High Fire Danger in Yellowstone National Park

High Fire Danger in Yellowstone National Park

Written by on July 20, 2022

Record floods have given way to dry timber as Yellowstone National Park’s high fire danger is a reminder that it won’t take much for another record-breaking event of nature to devastate the region.

On Wednesday, July 20, Yellowstone officials raised the park’s fire danger to High.  According to the U.S. Forest Service’s Wildfire Assessment System, “a Fire Danger Rating level takes into account current, and antecedent weather, fuel types, and both live and dead fuel moisture.”

Yellowstone’s fire danger rose from Low to Moderate in late June. Now, as summer heat continues drying out the park’s plants, a higher categorization is needed.

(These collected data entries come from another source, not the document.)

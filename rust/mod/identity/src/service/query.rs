//! Read-only lookups.

use tracing::error;

use crate::model::{Social, User};
use crate::service::codec::{get_social, get_user};
use crate::service::{index, IdentityError, IdentityStore};

impl IdentityStore {
    /// Resolve a username through the index. `None` if nobody holds it.
    pub fn get_user_by_username(&self, username: &str) -> Result<Option<User>, IdentityError> {
        self.kv.view(|tx| {
            let Some(user_id) = index::lookup(tx, username)? else {
                return Ok(None);
            };
            match get_user(tx, &user_id)? {
                Some(user) => Ok(Some(user)),
                None => {
                    error!("username {} indexed to missing user {}", username, user_id);
                    Err(IdentityError::InconsistentState(format!(
                        "username '{}' references missing user '{}'",
                        username, user_id
                    )))
                }
            }
        })
    }

    pub fn get_user(&self, id: &str) -> Result<Option<User>, IdentityError> {
        self.kv.view(|tx| get_user(tx, id))
    }

    /// Load the social records for `social_ids`, in order.
    pub fn list_socials(&self, social_ids: &[String]) -> Result<Vec<Social>, IdentityError> {
        self.kv.view(|tx| {
            let mut socials = Vec::with_capacity(social_ids.len());
            for id in social_ids {
                match get_social(tx, id)? {
                    Some(social) => socials.push(social),
                    None => {
                        error!("social {} is listed but has no record", id);
                        return Err(IdentityError::MissingSocial(id.clone()));
                    }
                }
            }
            Ok(socials)
        })
    }
}

#[cfg(test)]
mod tests {
    use super::*;
    use crate::model::SocialIdentity;
    use crate::service::test_store;
    use socialid_kv::WriteTx;

    #[test]
    fn test_unknown_username() {
        let (store, _dir) = test_store();
        assert_eq!(store.get_user_by_username("nobody").unwrap(), None);
        assert_eq!(store.get_user("nobody").unwrap(), None);
    }

    #[test]
    fn test_dangling_index_entry() {
        let (store, _dir) = test_store();
        store
            .kv()
            .update(|tx| index::insert(tx, "ghost", "u404"))
            .unwrap();

        let err = store.get_user_by_username("ghost").unwrap_err();
        assert!(matches!(err, IdentityError::InconsistentState(_)));
    }

    #[test]
    fn test_list_socials_in_order() {
        let (store, _dir) = test_store();
        let user = store
            .login(None, &SocialIdentity::new("twitter", "1", "a", "A", "a@x.com"))
            .unwrap();
        let user = store
            .login(
                Some(user.id.as_str()),
                &SocialIdentity::new("github", "2", "a", "A", "a@x.com"),
            )
            .unwrap();

        let ids: Vec<String> = store
            .list_socials(&user.social_ids)
            .unwrap()
            .into_iter()
            .map(|s| s.id)
            .collect();
        assert_eq!(ids, vec!["twitter:1", "github:2"]);

        let reversed: Vec<String> = user.social_ids.iter().rev().cloned().collect();
        let socials = store.list_socials(&reversed).unwrap();
        assert_eq!(socials[0].id, "github:2");

        assert!(store.list_socials(&[]).unwrap().is_empty());
    }

    #[test]
    fn test_missing_social() {
        let (store, _dir) = test_store();
        let user = store
            .login(None, &SocialIdentity::new("twitter", "1", "a", "A", "a@x.com"))
            .unwrap();
        store
            .kv()
            .update(|tx| tx.delete(crate::service::SOCIAL_BUCKET, "twitter:1"))
            .unwrap();

        let err = store.list_socials(&user.social_ids).unwrap_err();
        assert!(matches!(err, IdentityError::MissingSocial(ref id) if id == "twitter:1"));
        assert_eq!(err.error_code(), "MISSING_SOCIAL");
    }
}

Just one month ago, Yellowstone was drowning in a 500-year flood event. Floodwaters were so high and so dangerous that park officials closed the entire park for a week.

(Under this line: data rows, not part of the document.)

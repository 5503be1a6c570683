use chrono::{DateTime, Utc};
use serde::{Deserialize, Serialize};

/// A local user. Owns one or more linked social accounts.
#[derive(Debug, Clone, PartialEq, Eq, Serialize, Deserialize)]
pub struct User {
    /// Unique identifier (UUIDv4, no dashes). Never changes.
    pub id: String,

    /// Unique handle, e.g. "andy-123". Kept in the username index.
    pub name: String,

    /// Display name.
    pub title: String,

    pub email: String,

    /// Linked social keys ("<provider>:<providerUserId>"), in link order.
    #[serde(default)]
    pub social_ids: Vec<String>,

    pub inserted: DateTime<Utc>,
    pub updated: DateTime<Utc>,
}

/// Profile fields a signed-in user may change.
#[derive(Debug, Clone, Default, PartialEq, Eq, Serialize, Deserialize)]
pub struct UpdateUser {
    pub name: String,
    pub title: String,
    pub email: String,
}

impl UpdateUser {
    pub fn new(name: impl Into<String>, title: impl Into<String>, email: impl Into<String>) -> Self {
        Self {
            name: name.into(),
            title: title.into(),
            email: email.into(),
        }
    }

    /// Copy with surrounding whitespace stripped from every field.
    pub fn normalized(&self) -> Self {
        Self {
            name: self.name.trim().to_string(),
            title: self.title.trim().to_string(),
            email: self.email.trim().to_string(),
        }
    }
}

Recovery efforts in Yellowstone are ongoing. Over 93% of the park’s roads are open, and a new, paved road between Mammoth Hot Springs and Gardiner, Montana, is expected to be finished by October.

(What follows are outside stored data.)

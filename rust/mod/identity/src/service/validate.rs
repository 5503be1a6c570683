//! Field rules for profile updates and inbound identities.
//!
//! Checks run before any transaction is opened and report every failing
//! field at once rather than stopping at the first one.

use std::fmt;

use crate::model::{SocialIdentity, UpdateUser};

pub const NAME_MIN_LEN: usize = 3;
pub const NAME_MAX_LEN: usize = 32;

/// A single failing field.
#[derive(Debug, Clone, PartialEq, Eq)]
pub struct FieldError {
    pub field: &'static str,
    pub message: String,
}

/// All failing fields of one input.
#[derive(Debug, Clone, Default, PartialEq, Eq)]
pub struct ValidationErrors {
    errors: Vec<FieldError>,
}

impl ValidationErrors {
    pub fn is_empty(&self) -> bool {
        self.errors.is_empty()
    }

    pub fn errors(&self) -> &[FieldError] {
        &self.errors
    }

    /// First message reported for `field`, if any.
    pub fn field(&self, field: &str) -> Option<&str> {
        self.errors
            .iter()
            .find(|e| e.field == field)
            .map(|e| e.message.as_str())
    }

    fn push(&mut self, field: &'static str, message: impl Into<String>) {
        self.errors.push(FieldError {
            field,
            message: message.into(),
        });
    }

    fn into_result(self) -> Result<(), ValidationErrors> {
        if self.is_empty() { Ok(()) } else { Err(self) }
    }
}

impl fmt::Display for ValidationErrors {
    fn fmt(&self, f: &mut fmt::Formatter<'_>) -> fmt::Result {
        let parts: Vec<String> = self
            .errors
            .iter()
            .map(|e| format!("{}: {}", e.field, e.message))
            .collect();
        write!(f, "{}", parts.join("; "))
    }
}

/// Validate a (normalized) profile patch against the user's current name.
///
/// Name rules only apply to a new name: generated names may predate them
/// and must not block edits of the other fields.
pub fn validate_update(patch: &UpdateUser, current_name: &str) -> Result<(), ValidationErrors> {
    let mut errors = ValidationErrors::default();

    if patch.name != current_name {
        if let Err(msg) = check_username(&patch.name) {
            errors.push("name", msg);
        }
    }
    if patch.title.is_empty() {
        errors.push("title", "title is required");
    }
    if patch.email.is_empty() {
        errors.push("email", "email is required");
    } else if !is_valid_email(&patch.email) {
        errors.push("email", "email is not a valid address");
    }

    errors.into_result()
}

/// Validate a username on its own.
pub fn validate_username(name: &str) -> Result<(), ValidationErrors> {
    let mut errors = ValidationErrors::default();
    if let Err(msg) = check_username(name) {
        errors.push("name", msg);
    }
    errors.into_result()
}

/// Validate the key fields of an inbound identity.
pub fn validate_identity(identity: &SocialIdentity) -> Result<(), ValidationErrors> {
    let mut errors = ValidationErrors::default();

    if identity.provider.is_empty() {
        errors.push("provider", "provider is required");
    } else if identity.provider.contains(':') {
        errors.push("provider", "provider must not contain ':'");
    }
    if identity.provider_user_id.is_empty() {
        errors.push("provider_user_id", "provider user id is required");
    }

    errors.into_result()
}

/// Usernames: 3-32 chars, lowercase letters, digits and '-', starting with a
/// letter and not ending with '-'.
fn check_username(name: &str) -> Result<(), String> {
    if name.is_empty() {
        return Err("name is required".into());
    }
    let len = name.chars().count();
    if !(NAME_MIN_LEN..=NAME_MAX_LEN).contains(&len) {
        return Err(format!(
            "name must be between {} and {} characters",
            NAME_MIN_LEN, NAME_MAX_LEN
        ));
    }

    let bytes = name.as_bytes();
    if !bytes[0].is_ascii_lowercase() {
        return Err("name must start with a lowercase letter".into());
    }
    if !name
        .bytes()
        .all(|b| b.is_ascii_lowercase() || b.is_ascii_digit() || b == b'-')
    {
        return Err("name may only contain lowercase letters, digits and '-'".into());
    }
    if bytes[bytes.len() - 1] == b'-' {
        return Err("name must not end with '-'".into());
    }
    Ok(())
}

fn is_valid_email(email: &str) -> bool {
    if email.chars().any(char::is_whitespace) {
        return false;
    }
    let Some((local, domain)) = email.rsplit_once('@') else {
        return false;
    };
    if local.is_empty() || local.contains('@') {
        return false;
    }
    if !domain.contains('.') {
        return false;
    }
    domain.split('.').all(|label| {
        !label.is_empty()
            && !label.starts_with('-')
            && !label.ends_with('-')
            && label.chars().all(|c| c.is_alphanumeric() || c == '-')
    })
}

Courtesy National Park Service

According to park officials, there are no active wildfires within Yellowstone National Park. Furthermore, there are no fire restrictions for campgrounds within the park.

As always, there are several precautions for campfires in Yellowstone’s backcountry.

  • Campfires are only permitted within established fire rings in campgrounds and some backcountry campsites.
  • Campfires must always be attended to and cold to the touch before abandoning. Soak, stir, feel, repeat.
Lone Star Geyser with fire over trees

Courtesy Yellowstone National Park

Yellowstone has stayed mostly unburned for several years – and park visitors must keep it that way.

2020’s Lone Star Fire smoldered near Old Faithful for several months. The lightning-strike fire burned over 4,000 acres and was contained and put out – mainly by natural forces – in October.

The Greater Yellowstone Ecosystem area is a fire-adapted ecosystem. As a result, fire plays a vital role in maintaining the health of this area’s wildlife habitat and vegetation.

However, park officials greatly prefer any fire that starts does so naturally – not due to neglectful visitors.